Rylai, The Domesticated Red Fox is Now Grown Up

Rylai, The Domesticated Red Fox is Now Grown Up


Do you recall Rylai, the domesticated red fox with snow-white fur who became an Internet sensation over a month ago? Well, she has grown and there are adorable photos of her circulating the Internet again.

If you can remember, as of May this year, this cute red fox had already gotten 11,000 likes on her Facebook page and 52.9K followers on her Instagram. She immediately became an online sensation when her owner, a pet breeder in the US, posted photos of her on social media networks.

So, let us see how much Rylai has grown and coo together over how adorable she still is and will become:

This is Rylai, a domesticated white marbled red fox in the US.

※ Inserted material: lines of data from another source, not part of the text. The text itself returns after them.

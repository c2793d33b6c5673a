//! NTLMSSP message encoding and the client-side authentication context
//!
//! Tokens travel raw inside SESSION_SETUP security buffers (no SPNEGO
//! wrapping). Only NTLMv2 responses are produced.

use crate::auth::ntlm_crypto::{
    generate_client_challenge, lmv2_response, ntlmv2_hash, ntlmv2_response, windows_timestamp,
    NtlmV2Blob,
};
use crate::error::{Error, Result};
use crate::protocol::messages::common::{utf16le_decode, utf16le_encode};
use bitflags::bitflags;
use byteorder::{LittleEndian, ReadBytesExt, WriteBytesExt};
use std::io::{Cursor, Read};
use tracing::debug;

/// NTLM signature - "NTLMSSP\0"
pub const NTLMSSP_SIGNATURE: &[u8; 8] = b"NTLMSSP\0";

/// NTLM message types
#[derive(Debug, Clone, Copy, PartialEq, Eq)]
#[repr(u32)]
pub enum NtlmMessageType {
    Negotiate = 0x00000001,
    Challenge = 0x00000002,
    Authenticate = 0x00000003,
}

impl TryFrom<u32> for NtlmMessageType {
    type Error = Error;

    fn try_from(value: u32) -> Result<Self> {
        match value {
            0x00000001 => Ok(Self::Negotiate),
            0x00000002 => Ok(Self::Challenge),
            0x00000003 => Ok(Self::Authenticate),
            _ => Err(Error::ParseError(format!(
                "Invalid NTLM message type: {}",
                value
            ))),
        }
    }
}

bitflags! {
    /// NTLM negotiation flags
    #[derive(Debug, Clone, Copy, PartialEq, Eq)]
    pub struct NtlmFlags: u32 {
        const NEGOTIATE_UNICODE = 0x00000001;
        const NEGOTIATE_OEM = 0x00000002;
        const REQUEST_TARGET = 0x00000004;
        const NEGOTIATE_SIGN = 0x00000010;
        const NEGOTIATE_SEAL = 0x00000020;
        const NEGOTIATE_LM_KEY = 0x00000080;
        const NEGOTIATE_NTLM = 0x00000200;
        const NEGOTIATE_ANONYMOUS = 0x00000800;
        const NEGOTIATE_DOMAIN_SUPPLIED = 0x00001000;
        const NEGOTIATE_WORKSTATION_SUPPLIED = 0x00002000;
        const NEGOTIATE_ALWAYS_SIGN = 0x00008000;
        const TARGET_TYPE_DOMAIN = 0x00010000;
        const TARGET_TYPE_SERVER = 0x00020000;
        const NEGOTIATE_EXTENDED_SESSIONSECURITY = 0x00080000;
        const NEGOTIATE_IDENTIFY = 0x00100000;
        const REQUEST_NON_NT_SESSION_KEY = 0x00400000;
        const NEGOTIATE_TARGET_INFO = 0x00800000;
        const NEGOTIATE_VERSION = 0x02000000;
        const NEGOTIATE_128 = 0x20000000;
        const NEGOTIATE_KEY_EXCH = 0x40000000;
        const NEGOTIATE_56 = 0x80000000;
    }
}

impl NtlmFlags {
    /// What this client asks for; no signing or sealing keys are derived
    pub fn client_default() -> Self {
        NtlmFlags::NEGOTIATE_UNICODE
            | NtlmFlags::REQUEST_TARGET
            | NtlmFlags::NEGOTIATE_NTLM
            | NtlmFlags::NEGOTIATE_ALWAYS_SIGN
            | NtlmFlags::NEGOTIATE_EXTENDED_SESSIONSECURITY
            | NtlmFlags::NEGOTIATE_TARGET_INFO
            | NtlmFlags::NEGOTIATE_128
            | NtlmFlags::NEGOTIATE_56
    }
}

/// AV_PAIR ids inside the challenge target info
pub mod av_id {
    pub const EOL: u16 = 0x0000;
    pub const NB_COMPUTER_NAME: u16 = 0x0001;
    pub const NB_DOMAIN_NAME: u16 = 0x0002;
    pub const DNS_COMPUTER_NAME: u16 = 0x0003;
    pub const DNS_DOMAIN_NAME: u16 = 0x0004;
    pub const TIMESTAMP: u16 = 0x0007;
}

/// Walk the AV_PAIR list and return the value stored under `id`
pub fn find_av_pair(target_info: &[u8], id: u16) -> Option<&[u8]> {
    let mut rest = target_info;
    while rest.len() >= 4 {
        let av_id = u16::from_le_bytes([rest[0], rest[1]]);
        let len = u16::from_le_bytes([rest[2], rest[3]]) as usize;
        if av_id == av_id::EOL {
            return None;
        }
        let value = rest.get(4..4 + len)?;
        if av_id == id {
            return Some(value);
        }
        rest = &rest[4 + len..];
    }
    None
}

/// Encode an AV_PAIR list terminated by MsvAvEOL
pub fn encode_av_pairs(pairs: &[(u16, Vec<u8>)]) -> Vec<u8> {
    let mut out = Vec::new();
    for (id, value) in pairs {
        out.extend_from_slice(&id.to_le_bytes());
        out.extend_from_slice(&(value.len() as u16).to_le_bytes());
        out.extend_from_slice(value);
    }
    out.extend_from_slice(&[0, 0, 0, 0]);
    out
}

/// Security buffer descriptor for NTLM messages
#[derive(Debug, Clone, Copy, Default, PartialEq, Eq)]
pub struct SecurityBuffer {
    pub length: u16,
    pub max_length: u16,
    /// Offset from the beginning of the NTLM message
    pub offset: u32,
}

impl SecurityBuffer {
    pub fn with_data(data_len: usize, offset: usize) -> Self {
        Self {
            length: data_len as u16,
            max_length: data_len as u16,
            offset: offset as u32,
        }
    }

    pub fn parse(cursor: &mut Cursor<&[u8]>) -> Result<Self> {
        let length = cursor.read_u16::<LittleEndian>()?;
        let max_length = cursor.read_u16::<LittleEndian>()?;
        let offset = cursor.read_u32::<LittleEndian>()?;
        Ok(Self {
            length,
            max_length,
            offset,
        })
    }

    pub fn write_to(&self, buf: &mut Vec<u8>) -> Result<()> {
        buf.write_u16::<LittleEndian>(self.length)?;
        buf.write_u16::<LittleEndian>(self.max_length)?;
        buf.write_u32::<LittleEndian>(self.offset)?;
        Ok(())
    }

    pub fn extract_data<'a>(&self, message: &'a [u8]) -> Result<&'a [u8]> {
        let start = self.offset as usize;
        let end = start + self.length as usize;
        message.get(start..end).ok_or_else(|| {
            Error::ParseError("Security buffer extends beyond message".into())
        })
    }
}

/// Lays out the payload section that follows a message's fixed part
struct PayloadWriter {
    fixed: Vec<u8>,
    payload: Vec<u8>,
    base: usize,
}

impl PayloadWriter {
    fn new(fixed_size: usize) -> Self {
        Self {
            fixed: Vec::with_capacity(fixed_size),
            payload: Vec::new(),
            base: fixed_size,
        }
    }

    fn buffer(&mut self, data: &[u8]) -> Result<()> {
        let descriptor = SecurityBuffer::with_data(data.len(), self.base + self.payload.len());
        self.payload.extend_from_slice(data);
        descriptor.write_to(&mut self.fixed)
    }

    fn finish(mut self) -> Vec<u8> {
        self.fixed.resize(self.base, 0);
        self.fixed.extend_from_slice(&self.payload);
        self.fixed
    }
}

fn read_header(cursor: &mut Cursor<&[u8]>, expected: NtlmMessageType) -> Result<()> {
    let mut signature = [0u8; 8];
    cursor.read_exact(&mut signature)?;
    if &signature != NTLMSSP_SIGNATURE {
        return Err(Error::ParseError("Invalid NTLM signature".into()));
    }
    let message_type = NtlmMessageType::try_from(cursor.read_u32::<LittleEndian>()?)?;
    if message_type != expected {
        return Err(Error::ParseError(format!(
            "Expected NTLM {:?} message, got {:?}",
            expected, message_type
        )));
    }
    Ok(())
}

/// NTLM Type 1 Message - Negotiate
#[derive(Debug, Clone, PartialEq, Eq)]
pub struct NtlmNegotiateMessage {
    pub flags: NtlmFlags,
}

impl NtlmNegotiateMessage {
    const FIXED_SIZE: usize = 32;

    pub fn new(flags: NtlmFlags) -> Self {
        Self { flags }
    }

    pub fn parse(data: &[u8]) -> Result<Self> {
        if data.len() < Self::FIXED_SIZE {
            return Err(Error::ParseError("NTLM negotiate message too short".into()));
        }
        let mut cursor = Cursor::new(data);
        read_header(&mut cursor, NtlmMessageType::Negotiate)?;
        let flags = NtlmFlags::from_bits_retain(cursor.read_u32::<LittleEndian>()?);
        Ok(Self { flags })
    }

    pub fn serialize(&self) -> Result<Vec<u8>> {
        let mut writer = PayloadWriter::new(Self::FIXED_SIZE);
        writer.fixed.extend_from_slice(NTLMSSP_SIGNATURE);
        writer
            .fixed
            .write_u32::<LittleEndian>(NtlmMessageType::Negotiate as u32)?;
        writer.fixed.write_u32::<LittleEndian>(self.flags.bits())?;
        // Domain and workstation are not supplied
        writer.buffer(&[])?;
        writer.buffer(&[])?;
        Ok(writer.finish())
    }
}

/// NTLM Type 2 Message - Challenge
#[derive(Debug, Clone, PartialEq, Eq)]
pub struct NtlmChallengeMessage {
    pub flags: NtlmFlags,
    pub server_challenge: [u8; 8],
    pub target_name: String,
    pub target_info: Vec<u8>,
}

impl NtlmChallengeMessage {
    const FIXED_SIZE: usize = 48;

    pub fn new(target_name: impl Into<String>, server_challenge: [u8; 8]) -> Self {
        Self {
            flags: NtlmFlags::NEGOTIATE_UNICODE
                | NtlmFlags::NEGOTIATE_NTLM
                | NtlmFlags::TARGET_TYPE_DOMAIN
                | NtlmFlags::NEGOTIATE_TARGET_INFO
                | NtlmFlags::NEGOTIATE_EXTENDED_SESSIONSECURITY,
            server_challenge,
            target_name: target_name.into(),
            target_info: Vec::new(),
        }
    }

    pub fn parse(data: &[u8]) -> Result<Self> {
        if data.len() < Self::FIXED_SIZE {
            return Err(Error::ParseError("NTLM challenge message too short".into()));
        }
        let mut cursor = Cursor::new(data);
        read_header(&mut cursor, NtlmMessageType::Challenge)?;

        let target_name = SecurityBuffer::parse(&mut cursor)?;
        // Servers set bits this client has no name for
        let flags = NtlmFlags::from_bits_retain(cursor.read_u32::<LittleEndian>()?);
        let mut server_challenge = [0u8; 8];
        cursor.read_exact(&mut server_challenge)?;
        let _reserved = cursor.read_u64::<LittleEndian>()?;
        let target_info = SecurityBuffer::parse(&mut cursor)?;

        let target_name = target_name.extract_data(data)?;
        let target_name = if flags.contains(NtlmFlags::NEGOTIATE_UNICODE) {
            utf16le_decode(target_name)
        } else {
            String::from_utf8_lossy(target_name).into_owned()
        };

        Ok(Self {
            flags,
            server_challenge,
            target_name,
            target_info: target_info.extract_data(data)?.to_vec(),
        })
    }

    pub fn serialize(&self) -> Result<Vec<u8>> {
        let mut writer = PayloadWriter::new(Self::FIXED_SIZE);
        writer.fixed.extend_from_slice(NTLMSSP_SIGNATURE);
        writer
            .fixed
            .write_u32::<LittleEndian>(NtlmMessageType::Challenge as u32)?;
        writer.buffer(&utf16le_encode(&self.target_name))?;
        writer.fixed.write_u32::<LittleEndian>(self.flags.bits())?;
        writer.fixed.extend_from_slice(&self.server_challenge);
        writer.fixed.write_u64::<LittleEndian>(0)?;
        writer.buffer(&self.target_info)?;
        Ok(writer.finish())
    }

    /// MsvAvTimestamp from the target info, if the server sent one
    pub fn timestamp(&self) -> Option<u64> {
        let raw = find_av_pair(&self.target_info, av_id::TIMESTAMP)?;
        let raw: [u8; 8] = raw.try_into().ok()?;
        Some(u64::from_le_bytes(raw))
    }
}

Now, at two months old, she is showing still more signs of cuteness!

Rylai is living peacefully with two dogs, who adore her.

I’ve wanted a pet fox for several years. After a lot of research and waiting, I felt that my home and schedule were ready,” Rylai’s owner wrote before.



  “Rylai is much more stubborn [than a] cat or a dog in every aspect.

“When she wants something, it is much more difficult to deter her.”

“Her color does not occur in the wild and only exists in captive bred foxes.”

While color is not the only reason why she can not survive in the wild, it makes her easy prey for predators and also makes hunting for food near impossible.



Rylai can’t be left alone for long periods of time.

“Rylai is still learning how to walk on a lead with a harness but pet foxes in general can be taught to walk on lead.”

Rylai’s owner wishes to increase awareness about the serious responsibilities of owning exotic pets.

“I have past experience with exotic animals and significant dog training experience.”



“Rylai is my companion. We hope to continue to be a great example of responsible exotic pet ownership.”

“I am in full support of adopting a pet from a shelter.”

“That being said, responsible breeders (of any animal, exotic or not) and responsible pet owners are NOT the problem.”

 “The real problem is mill/commercial breeding, backyard breeding, and irresponsible pet owners.”